Barley (Hordeum vulgare L.) seed proanthocyanidins play a primary role in beer colloidal haze formation. The barley ant28-484 mutation eliminates proanthocyanidin synthesis and beer brewed with barley homozygous for ant28-484 exhibits intrinsic haze stability. The recessive nature of this mutation, coupled with the fact that the proanthocyanidin-free phenotype it confers is discernable only in maternal tissues of the seed, makes introgression of ant28-484 into new cultivars arduous. The goal of this study was to identify molecular markers for use in marker-assisted selection of ant28-484. An F₂ barley population derived from the cross Arapiles x Caminant was scored for ant28-484 segregation.
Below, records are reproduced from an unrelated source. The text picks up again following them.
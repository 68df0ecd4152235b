//! Loader - raw compiler output → working document
//!
//! Responsibilities:
//! - Pass already-final documents through untouched
//! - Wrap a bare paragraph fragment in a chapter-like shell
//! - Strip doctype lines (the target schema supplies its own)
//! - Parse namespace-agnostically with blank text dropped
//! - Normalize chapter-like root synonyms to `chapter`

use std::sync::LazyLock;

use dom::{DomParser, Document};
use regex::Regex;

use crate::config::PostprocessorConfig;
use crate::error::Result;

/// A doctype declaration, internal subset included
static DOCTYPE: LazyLock<Regex> = LazyLock::new(|| {
    Regex::new(r"<!DOCTYPE[^>\[]*(?:\[[^\]]*\])?\s*>").expect("doctype pattern is valid")
});

/// Start tags that mark a bare paragraph fragment rather than a document
const FRAGMENT_STARTS: &[&str] = &["<simpara>", "<simpara ", "<para>", "<para "];

/// Root names that are chapters in all but name
const CHAPTER_SYNONYMS: &[&str] = &["preface", "appendix"];

/// Result of loading raw input
#[derive(Debug)]
pub enum Loaded {
    /// A parsed tree ready for the rule engine
    Document(Document),
    /// Input to hand back unchanged
    PassThrough(String),
}

pub struct Loader<'a> {
    config: &'a PostprocessorConfig,
}

impl<'a> Loader<'a> {
    pub fn new(config: &'a PostprocessorConfig) -> Self {
        Self { config }
    }

    /// Load raw input. Malformed XML is an error; an input without any
    /// element comes back as `PassThrough` with its doctype removed.
    pub fn load(&self, raw: &str) -> Result<Loaded> {
        if raw.starts_with(&self.config.pass_through_marker) {
            tracing::debug!("[Loader] Input already final, passing through");
            return Ok(Loaded::PassThrough(raw.to_string()));
        }

        let wrapped = if is_bare_fragment(raw) {
            tracing::debug!(
                "[Loader] Wrapping bare fragment in <{}>",
                self.config.fragment_root
            );
            let root = &self.config.fragment_root;
            format!("<{root}><title/>{raw}</{root}>")
        } else {
            raw.to_string()
        };
        let stripped = DOCTYPE.replace_all(&wrapped, "").into_owned();

        let mut parser = DomParser::new();
        let Some(root_id) = parser.parse_str(&stripped)? else {
            tracing::debug!("[Loader] No root element, returning input unchanged");
            return Ok(Loaded::PassThrough(stripped));
        };

        let mut doc = parser.into_document();
        let root_name = doc.root_name().unwrap_or_default().to_string();
        if CHAPTER_SYNONYMS.contains(&root_name.as_str()) {
            tracing::debug!("[Loader] Normalizing root <{}> to <chapter>", root_name);
            doc.arena_mut().rename(root_id, "chapter")?;
        }
        doc.namespace = Some(self.config.namespace.clone());

        Ok(Loaded::Document(doc))
    }
}

fn is_bare_fragment(raw: &str) -> bool {
    let head = raw.trim_start();
    FRAGMENT_STARTS.iter().any(|start| head.starts_with(start))
}

#[cfg(test)]
mod tests {
    use super::*;

    fn load(raw: &str) -> Loaded {
        let config = PostprocessorConfig::default();
        Loader::new(&config).load(raw).unwrap()
    }

    fn document(raw: &str) -> Document {
        match load(raw) {
            Loaded::Document(doc) => doc,
            Loaded::PassThrough(s) => panic!("Expected document, got pass-through: {s}"),
        }
    }

    #[test]
    fn test_html_doctype_passes_through() {
        let raw = "<!DOCTYPE html>\n<html><body><p>done</p></body></html>";
        match load(raw) {
            Loaded::PassThrough(s) => assert_eq!(s, raw),
            Loaded::Document(_) => panic!("Expected pass-through"),
        }
    }

    #[test]
    fn test_fragment_is_wrapped_and_normalized() {
        let doc = document("<simpara>Just text</simpara>");
        assert_eq!(doc.root_name(), Some("chapter"));

        let root = doc.root_id().unwrap();
        let names: Vec<_> = doc
            .arena()
            .children(root)
            .unwrap()
            .iter()
            .map(|n| n.node_name.clone())
            .collect();
        assert_eq!(names, vec!["title", "simpara"]);
    }

    #[test]
    fn test_doctype_is_stripped() {
        let doc = document(
            "<?xml version=\"1.0\"?>\n<!DOCTYPE book PUBLIC \"-//OASIS//DTD DocBook XML V4.5//EN\" \"docbookx.dtd\">\n<book><title>B</title></book>",
        );
        assert_eq!(doc.root_name(), Some("book"));
    }

    #[test]
    fn test_doctype_on_same_line_as_root() {
        let doc = document("<!DOCTYPE chapter [<!ENTITY x \"y\">]><chapter><title>C</title></chapter>");
        assert_eq!(doc.root_name(), Some("chapter"));
    }

    #[test]
    fn test_namespace_is_replaced() {
        let doc = document(r#"<book xmlns="http://docbook.org/ns/docbook" version="5.0"/>"#);
        let root = doc.arena().root().unwrap();
        assert_eq!(root.attr("xmlns"), None);
        assert_eq!(root.attr("version"), Some("5.0"));
        assert_eq!(doc.namespace.as_deref(), Some(crate::config::BOOK_XMLNS));
    }

    #[test]
    fn test_appendix_root_becomes_chapter() {
        let doc = document("<appendix><title>A</title></appendix>");
        assert_eq!(doc.root_name(), Some("chapter"));
    }

    #[test]
    fn test_no_root_returns_stripped_input() {
        match load("<!DOCTYPE book>\n<!-- empty -->") {
            Loaded::PassThrough(s) => assert_eq!(s, "\n<!-- empty -->"),
            Loaded::Document(_) => panic!("Expected pass-through"),
        }
    }

    #[test]
    fn test_malformed_input_is_an_error() {
        let config = PostprocessorConfig::default();
        assert!(Loader::new(&config).load("<book><para></book>").is_err());
    }
}
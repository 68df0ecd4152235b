//! Error types for tree operations
//!
//! Simple, flat error hierarchy. No over-engineering.

use thiserror::Error;

use crate::types::NodeId;

pub type Result<T> = std::result::Result<T, DomError>;

#[derive(Debug, Error)]
pub enum DomError {
    #[error("Node not found: {0}")]
    NodeNotFound(NodeId),

    #[error("Invalid node type: expected {expected}, got {actual}")]
    InvalidNodeType { expected: String, actual: String },

    #[error("Node {0} has no parent")]
    Detached(NodeId),

    #[error("XML parse error at position {position}: {source}")]
    Xml {
        position: u64,
        #[source]
        source: quick_xml::Error,
    },

    #[error("Invalid attribute: {0}")]
    Attribute(#[from] quick_xml::events::attributes::AttrError),

    #[error("Invalid UTF-8 in document: {0}")]
    Encoding(#[from] std::str::Utf8Error),

    #[error("Invalid escape sequence: {0}")]
    Escape(#[from] quick_xml::escape::EscapeError),

    #[error("Unknown entity reference: &{0};")]
    UnknownEntity(String),

    #[error("Mismatched closing tag: expected </{expected}>, got </{actual}>")]
    UnbalancedTag { expected: String, actual: String },

    #[error("Document has more than one root element: <{0}>")]
    MultipleRoots(String),

    #[error("Invalid selector: {0:?}")]
    InvalidSelector(String),
}
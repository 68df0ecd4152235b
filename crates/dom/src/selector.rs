//! Tag-path selectors
//!
//! A selector such as `formalpara/para/screen` matches every element named
//! `screen` whose parent is a `para` whose parent is a `formalpara`. A step
//! may list alternatives with `|`, so `para/screen|programlisting` matches
//! either name in the last position.
//!
//! Selectors are always evaluated against the live tree, so a query issued
//! after a mutating pass sees that pass's renames and moves.

use smallvec::SmallVec;

use crate::arena::DomArena;
use crate::error::{DomError, Result};
use crate::types::NodeId;

/// One `/`-separated step: a set of acceptable tag names
type Step = SmallVec<[String; 2]>;

#[derive(Debug, Clone, PartialEq, Eq)]
pub struct Selector {
    /// Steps from outermost to innermost
    steps: Vec<Step>,
}

impl Selector {
    pub fn parse(path: &str) -> Result<Self> {
        let steps = path
            .split('/')
            .map(|step| {
                step.split('|')
                    .map(str::trim)
                    .map(|name| {
                        if name.is_empty() {
                            Err(DomError::InvalidSelector(path.to_string()))
                        } else {
                            Ok(name.to_string())
                        }
                    })
                    .collect::<Result<Step>>()
            })
            .collect::<Result<Vec<_>>>()?;

        Ok(Self { steps })
    }

    /// True if `node_id` is an element whose name and parent chain match
    pub fn matches(&self, arena: &DomArena, node_id: NodeId) -> bool {
        let mut current = Some(node_id);
        for step in self.steps.iter().rev() {
            let Some(id) = current else {
                return false;
            };
            let Ok(node) = arena.get(id) else {
                return false;
            };
            if !node.is_element() || !step.iter().any(|name| *name == node.node_name) {
                return false;
            }
            current = node.parent_id;
        }
        true
    }

    /// All matching live nodes, in document order
    pub fn select(&self, arena: &DomArena) -> Vec<NodeId> {
        let Some(root_id) = arena.root_id() else {
            return Vec::new();
        };
        arena
            .descendants(root_id)
            .into_iter()
            .filter(|id| self.matches(arena, *id))
            .collect()
    }
}

impl std::str::FromStr for Selector {
    type Err = DomError;

    fn from_str(s: &str) -> Result<Self> {
        Self::parse(s)
    }
}

impl DomArena {
    /// Evaluate a tag path against the current tree.
    ///
    /// Paths are compile-time constants in practice; an unparsable one
    /// selects nothing in release builds and trips a debug assertion.
    pub fn select(&self, path: &str) -> Vec<NodeId> {
        match Selector::parse(path) {
            Ok(selector) => selector.select(self),
            Err(e) => {
                debug_assert!(false, "{e}");
                Vec::new()
            }
        }
    }
}
//! Quotations: attribution flattening and blockquote wrapping

use dom::utils::get_text_content;
use dom::DomArena;

use crate::rule::Rule;

/// Replaces an attribution's structured children with one comma-separated
/// line of their trimmed text, skipping children that are blank.
pub struct FlattenAttributions;

impl Rule for FlattenAttributions {
    fn name(&self) -> &str {
        "flatten-attributions"
    }

    fn apply(&self, arena: &mut DomArena) -> dom::Result<usize> {
        let mut touched = 0;

        for attribution in arena.select("attribution") {
            let children = arena.child_ids(attribution)?;
            let mut parts = Vec::with_capacity(children.len());
            for child in &children {
                let text = get_text_content(arena, *child)?;
                let text = text.trim();
                if !text.is_empty() {
                    parts.push(text.to_string());
                }
            }

            for child in children {
                arena.remove(child)?;
            }
            if !parts.is_empty() {
                let text = arena.create_text(&parts.join(", "));
                arena.append_child(attribution, text)?;
            }
            touched += 1;
        }

        Ok(touched)
    }
}

/// Puts each `blockquote` that is not already inside a `para` into a new one
pub struct WrapBlockquotes;

impl Rule for WrapBlockquotes {
    fn name(&self) -> &str {
        "wrap-blockquotes"
    }

    fn apply(&self, arena: &mut DomArena) -> dom::Result<usize> {
        let mut touched = 0;

        for quote in arena.select("blockquote") {
            let Some(parent) = arena.parent_id(quote)? else {
                continue;
            };
            if arena.name(parent) == Some("para") {
                continue;
            }

            let para = arena.create_element("para");
            arena.insert_before(quote, para)?;
            arena.append_child(para, quote)?;
            touched += 1;
        }

        Ok(touched)
    }
}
DNA pools from F₂ plants homozygous for ant28-484 or the contrasting wild-type allele were used for bulked segregant RAPD analysis. RAPD bands differentiating the two DNA pools were then analyzed for linkage to ant28-484 in the F₂ population. Five linked RAPD markers were identified, with linkage estimates to ant28-484 ranging from 0 to 11 centimorgans (cM). Three of the markers were ]inked in cis to ant28.484 and two were linked in trans. The three most tightly linked RAPD markers were cloned, and southern analysis indicated that they represent low or single copy sequences. The ant28-484 mutation was localized to barley chromosome arm 3HL, on the basis of results of southern analysis with wheat-barley ditelosomic addition lines probed with the cloned RAPD markers and on the basis of linkage to the previously mapped isozyme locus Est4. These markers will enhance the efficiency with which ant28-484 can be introgressed into barley germplasm.